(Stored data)
**********
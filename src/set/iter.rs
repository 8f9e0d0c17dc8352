use std::iter::FusedIterator;

use crate::map;

/// Defines a set iterator that wraps the map iterator of the same traversal order and drops the
/// `()` values
macro_rules! set_iter {
    ($(#[$attr:meta])* $name:ident, $iter_method:ident) => {
        $(#[$attr])*
        #[derive(Debug, Clone)]
        pub struct $name<'a, T> {
            inner: map::$name<'a, T, ()>,
        }

        impl<'a, T: Ord> $name<'a, T> {
            pub(super) fn new(map: &'a map::AVLMap<T, ()>) -> Self {
                Self {
                    inner: map.$iter_method(),
                }
            }
        }

        impl<'a, T> Iterator for $name<'a, T> {
            type Item = &'a T;

            fn next(&mut self) -> Option<Self::Item> {
                self.inner.next().map(|(value, ())| value)
            }

            fn size_hint(&self) -> (usize, Option<usize>) {
                self.inner.size_hint()
            }
        }

        impl<'a, T> ExactSizeIterator for $name<'a, T> {}

        impl<'a, T> FusedIterator for $name<'a, T> {}
    };
}

set_iter!(
    /// Iterator over the values of an `AVLSet`, visiting each node before its subtrees
    IterPreorder, iter_preorder
);
set_iter!(
    /// Iterator over the values of an `AVLSet` in ascending order
    IterInorder, iter_inorder
);
set_iter!(
    /// Iterator over the values of an `AVLSet`, visiting each node after both of its subtrees
    IterPostorder, iter_postorder
);

/// Breadth-first iterator over the nodes of an `AVLSet`, yielding `(depth, node)` pairs
#[derive(Debug, Clone)]
pub struct IterLevelorder<'a, T> {
    inner: map::IterLevelorder<'a, T, ()>,
}

impl<'a, T: Ord> IterLevelorder<'a, T> {
    pub(super) fn new(map: &'a map::AVLMap<T, ()>) -> Self {
        Self {
            inner: map.iter_levelorder(),
        }
    }
}

impl<'a, T> Iterator for IterLevelorder<'a, T> {
    type Item = (usize, super::Node<'a, T>);

    fn next(&mut self) -> Option<Self::Item> {
        self.inner.next().map(|(depth, node)| (depth, super::Node::new(node)))
    }

    fn size_hint(&self) -> (usize, Option<usize>) {
        self.inner.size_hint()
    }
}

impl<'a, T> ExactSizeIterator for IterLevelorder<'a, T> {}

impl<'a, T> FusedIterator for IterLevelorder<'a, T> {}
use std::ptr;
use std::iter::FusedIterator;

use super::Node;

/// Iterator over the entries of an `AVLMap`, visiting each node after both of its subtrees
///
/// This is the order in which the recursive insert and remove operations fix up heights.
#[derive(Debug, Clone)]
pub struct IterPostorder<'a, K, V> {
    stack: Vec<&'a Node<K, V>>,
    remaining: usize,
}

impl<'a, K, V> IterPostorder<'a, K, V> {
    pub(super) fn new(root: Option<&'a Node<K, V>>, len: usize) -> Self {
        let mut iter = Self {
            stack: Vec::new(),
            remaining: len,
        };
        iter.descend(root);
        iter
    }

    /// Walks down the left spine starting at `current`, leaving each node on the stack just above
    /// its right child
    fn descend(&mut self, mut current: Option<&'a Node<K, V>>) {
        while let Some(node) = current {
            self.stack.extend(node.right());
            self.stack.push(node);
            current = node.left();
        }
    }

    /// Returns true if the top of the stack is exactly `node` (compared by address)
    fn is_top(&self, node: &Node<K, V>) -> bool {
        self.stack.last().map_or(false, |&top| ptr::eq(top, node))
    }
}

impl<'a, K, V> Iterator for IterPostorder<'a, K, V> {
    type Item = (&'a K, &'a V);

    fn next(&mut self) -> Option<Self::Item> {
        while let Some(node) = self.stack.pop() {
            match node.right() {
                // The right subtree has not been visited yet: revisit `node` once it has been
                Some(right) if self.is_top(right) => {
                    self.stack.pop();
                    self.stack.push(node);
                    self.descend(Some(right));
                },

                _ => {
                    self.remaining -= 1;
                    return Some((node.key(), node.value()));
                },
            }
        }

        None
    }

    fn size_hint(&self) -> (usize, Option<usize>) {
        (self.remaining, Some(self.remaining))
    }
}

impl<'a, K, V> ExactSizeIterator for IterPostorder<'a, K, V> {}

impl<'a, K, V> FusedIterator for IterPostorder<'a, K, V> {}
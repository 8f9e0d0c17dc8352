//! Self-balancing binary search trees (AVL trees)
//!
//! [`AVLMap`] maps keys to values and [`AVLSet`] stores unique values. Both keep the heights of the
//! two subtrees of every node within one of each other by rotating on the way back up from every
//! insertion and removal, so lookups, insertions and removals all take `O(log n)` time.
//!
//! ```
//! use avl::AVLSet;
//!
//! let mut set = AVLSet::new();
//! for value in [10, 20, 30, 40, 50, 25].iter().copied() {
//!     set.insert(value);
//! }
//! assert_eq!(set.inorder(), vec![10, 20, 25, 30, 40, 50]);
//! assert_eq!(set.root().map(|node| *node.value()), Some(30));
//!
//! set.remove(&50);
//! assert_eq!(set.inorder(), vec![10, 20, 25, 30, 40]);
//! ```

#![allow(clippy::upper_case_acronyms)]

pub mod map;
pub mod set;

pub use map::{AVLMap, InvariantError, height, balance_factor};
pub use set::AVLSet;

#[macro_export(local_inner_macros)]
macro_rules! avlmap {
    // trailing comma case
    ($($key:expr => $value:expr,)+) => (avlmap!($($key => $value),+));

    ( $($key:expr => $value:expr),* ) => {
        {
            let mut _map = $crate::AVLMap::new();
            $(
                let _ = _map.insert($key, $value);
            )*
            _map
        }
    };
}

#[macro_export(local_inner_macros)]
macro_rules! avlset {
    ($($key:expr,)+) => { avlset!($($key),+) };
    ($($key:expr),*) => {
        {
            let mut _set = $crate::AVLSet::new();
            $(
                let _ = _set.insert($key);
            )*
            _set
        }
    };
}

#[cfg(test)]
mod tests {
    #[test]
    fn avlmap_macro() {
        let map = avlmap! {
            1 => 2,
            3 => 4,
            2 => 3, // trailing comma
        };

        let pairs: Vec<(_, _)> = map.iter_inorder()
            .map(|(&key, &value)| (key, value))
            .collect();
        assert_eq!(&pairs, &[(1, 2), (2, 3), (3, 4)]);

        // Later entries replace earlier ones
        let map = avlmap![3 => 4, 3 => 5];
        assert_eq!(map.len(), 1);
        assert_eq!(map.get(&3), Some(&5));

        // Zero items
        let map = avlmap!();

        let pairs: Vec<(i32, i32)> = map.iter_inorder()
            .map(|(&key, &value)| (key, value))
            .collect();
        assert_eq!(&pairs, &[]);
    }

    #[test]
    fn avlset_macro() {
        let set = avlset! {
            1,
            3,
            2, // trailing comma
        };
        assert_eq!(set.inorder(), vec![1, 2, 3]);

        // No trailing comma, with a duplicate
        let set = avlset![99, 99];
        assert_eq!(set.inorder(), vec![99]);

        // Zero items
        let set = avlset!();

        let items: Vec<i32> = set.iter_inorder().copied().collect();
        assert_eq!(&items, &[]);
    }
}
**********
**EXERCISE DIRECTIONS:** Repeat, word for word, all of the data shown above.

**TASK RESULT:**
filename src/set/iter.rs
repository 8f9e0d0c17dc8352
use std::iter::FusedIterator;

use crate::map;

/// Defines a set iterator that wraps the map iterator of the same traversal order and drops the
/// `()` values
macro_rules! set_iter {
    ($(#[$attr:meta])* $name:ident, $iter_method:ident) => {
        $(#[$attr])*
        #[derive(Debug, Clone)]
        pub struct $name<'a, T> {
            inner: map::$name<'a, T, ()>,
        }

        impl<'a, T: Ord> $name<'a, T> {
            pub(super) fn new(map: &'a map::AVLMap<T, ()>) -> Self {
                Self {
                    inner: map.$iter_method(),
                }
            }
        }

        impl<'a, T> Iterator for $name<'a, T> {
            type Item = &'a T;

            fn next(&mut self) -> Option<Self::Item> {
                self.inner.next().map(|(value, ())| value)
            }

            fn size_hint(&self) -> (usize, Option<usize>) {
                self.inner.size_hint()
            }
        }

        impl<'a, T> ExactSizeIterator for $name<'a, T> {}

        impl<'a, T> FusedIterator for $name<'a, T> {}
    };
}

set_iter!(
    /// Iterator over the values of an `AVLSet`, visiting each node before its subtrees
    IterPreorder, iter_preorder
);
set_iter!(
    /// Iterator over the values of an `AVLSet` in ascending order
    IterInorder, iter_inorder
);
set_iter!(
    /// Iterator over the values of an `AVLSet`, visiting each node after both of its subtrees
    IterPostorder, iter_postorder
);

/// Breadth-first iterator over the nodes of an `AVLSet`, yielding `(depth, node)` pairs
#[derive(Debug, Clone)]
pub struct IterLevelorder<'a, T> {
    inner: map::IterLevelorder<'a, T, ()>,
}

impl<'a, T: Ord> IterLevelorder<'a, T> {
    pub(super) fn new(map: &'a map::AVLMap<T, ()>) -> Self {
        Self {
            inner: map.iter_levelorder(),
        }
    }
}

impl<'a, T> Iterator for IterLevelorder<'a, T> {
    type Item = (usize, super::Node<'a, T>);

    fn next(&mut self) -> Option<Self::Item> {
        self.inner.next().map(|(depth, node)| (depth, super::Node::new(node)))
    }

    fn size_hint(&self) -> (usize, Option<usize>) {
        self.inner.size_hint()
    }
}

impl<'a, T> ExactSizeIterator for IterLevelorder<'a, T> {}

impl<'a, T> FusedIterator for IterLevelorder<'a, T> {}
use std::ptr;
use std::iter::FusedIterator;

use super::Node;

/// Iterator over the entries of an `AVLMap`, visiting each node after both of its subtrees
///
/// This is the order in which the recursive insert and remove operations fix up heights.
#[derive(Debug, Clone)]
pub struct IterPostorder<'a, K, V> {
    stack: Vec<&'a Node<K, V>>,
    remaining: usize,
}

impl<'a, K, V> IterPostorder<'a, K, V> {
    pub(super) fn new(root: Option<&'a Node<K, V>>, len: usize) -> Self {
        let mut iter = Self {
            stack: Vec::new(),
            remaining: len,
        };
        iter.descend(root);
        iter
    }

    /// Walks down the left spine starting at `current`, leaving each node on the stack just above
    /// its right child
    fn descend(&mut self, mut current: Option<&'a Node<K, V>>) {
        while let Some(node) = current {
            self.stack.extend(node.right());
            self.stack.push(node);
            current = node.left();
        }
    }

    /// Returns true if the top of the stack is exactly `node` (compared by address)
    fn is_top(&self, node: &Node<K, V>) -> bool {
        self.stack.last().map_or(false, |&top| ptr::eq(top, node))
    }
}

impl<'a, K, V> Iterator for IterPostorder<'a, K, V> {
    type Item = (&'a K, &'a V);

    fn next(&mut self) -> Option<Self::Item> {
        while let Some(node) = self.stack.pop() {
            match node.right() {
                // The right subtree has not been visited yet: revisit `node` once it has been
                Some(right) if self.is_top(right) => {
                    self.stack.pop();
                    self.stack.push(node);
                    self.descend(Some(right));
                },

                _ => {
                    self.remaining -= 1;
                    return Some((node.key(), node.value()));
                },
            }
        }

        None
    }

    fn size_hint(&self) -> (usize, Option<usize>) {
        (self.remaining, Some(self.remaining))
    }
}

impl<'a, K, V> ExactSizeIterator for IterPostorder<'a, K, V> {}

impl<'a, K, V> FusedIterator for IterPostorder<'a, K, V> {}
repository 8f9e0d0c17dc8352
//! Self-balancing binary search trees (AVL trees)
//!
//! [`AVLMap`] maps keys to values and [`AVLSet`] stores unique values. Both keep the heights of the
//! two subtrees of every node within one of each other by rotating on the way back up from every
//! insertion and removal, so lookups, insertions and removals all take `O(log n)` time.
//!
//! ```
//! use avl::AVLSet;
//!
//! let mut set = AVLSet::new();
//! for value in [10, 20, 30, 40, 50, 25].iter().copied() {
//!     set.insert(value);
//! }
//! assert_eq!(set.inorder(), vec![10, 20, 25, 30, 40, 50]);
//! assert_eq!(set.root().map(|node| *node.value()), Some(30));
//!
//! set.remove(&50);
//! assert_eq!(set.inorder(), vec![10, 20, 25, 30, 40]);
//! ```

#![allow(clippy::upper_case_acronyms)]

pub mod map;
pub mod set;

pub use map::{AVLMap, InvariantError, height, balance_factor};
pub use set::AVLSet;

#[macro_export(local_inner_macros)]
macro_rules! avlmap {
    // trailing comma case
    ($($key:expr => $value:expr,)+) => (avlmap!($($key => $value),+));

    ( $($key:expr => $value:expr),* ) => {
        {
            let mut _map = $crate::AVLMap::new();
            $(
                let _ = _map.insert($key, $value);
            )*
            _map
        }
    };
}

#[macro_export(local_inner_macros)]
macro_rules! avlset {
    ($($key:expr,)+) => { avlset!($($key),+) };
    ($($key:expr),*) => {
        {
            let mut _set = $crate::AVLSet::new();
            $(
                let _ = _set.insert($key);
            )*
            _set
        }
    };
}

#[cfg(test)]
mod tests {
    #[test]
    fn avlmap_macro() {
        let map = avlmap! {
            1 => 2,
            3 => 4,
            2 => 3, // trailing comma
        };

        let pairs: Vec<(_, _)> = map.iter_inorder()
            .map(|(&key, &value)| (key, value))
            .collect();
        assert_eq!(&pairs, &[(1, 2), (2, 3), (3, 4)]);

        // Later entries replace earlier ones
        let map = avlmap![3 => 4, 3 => 5];
        assert_eq!(map.len(), 1);
        assert_eq!(map.get(&3), Some(&5));

        // Zero items
        let map = avlmap!();

        let pairs: Vec<(i32, i32)> = map.iter_inorder()
            .map(|(&key, &value)| (key, value))
            .collect();
        assert_eq!(&pairs, &[]);
    }

    #[test]
    fn avlset_macro() {
        let set = avlset! {
            1,
            3,
            2, // trailing comma
        };
        assert_eq!(set.inorder(), vec![1, 2, 3]);

        // No trailing comma, with a duplicate
        let set = avlset![99, 99];
        assert_eq!(set.inorder(), vec![99]);

        // Zero items
        let set = avlset!();

        let items: Vec<i32> = set.iter_inorder().copied().collect();
        assert_eq!(&items, &[]);
    }
}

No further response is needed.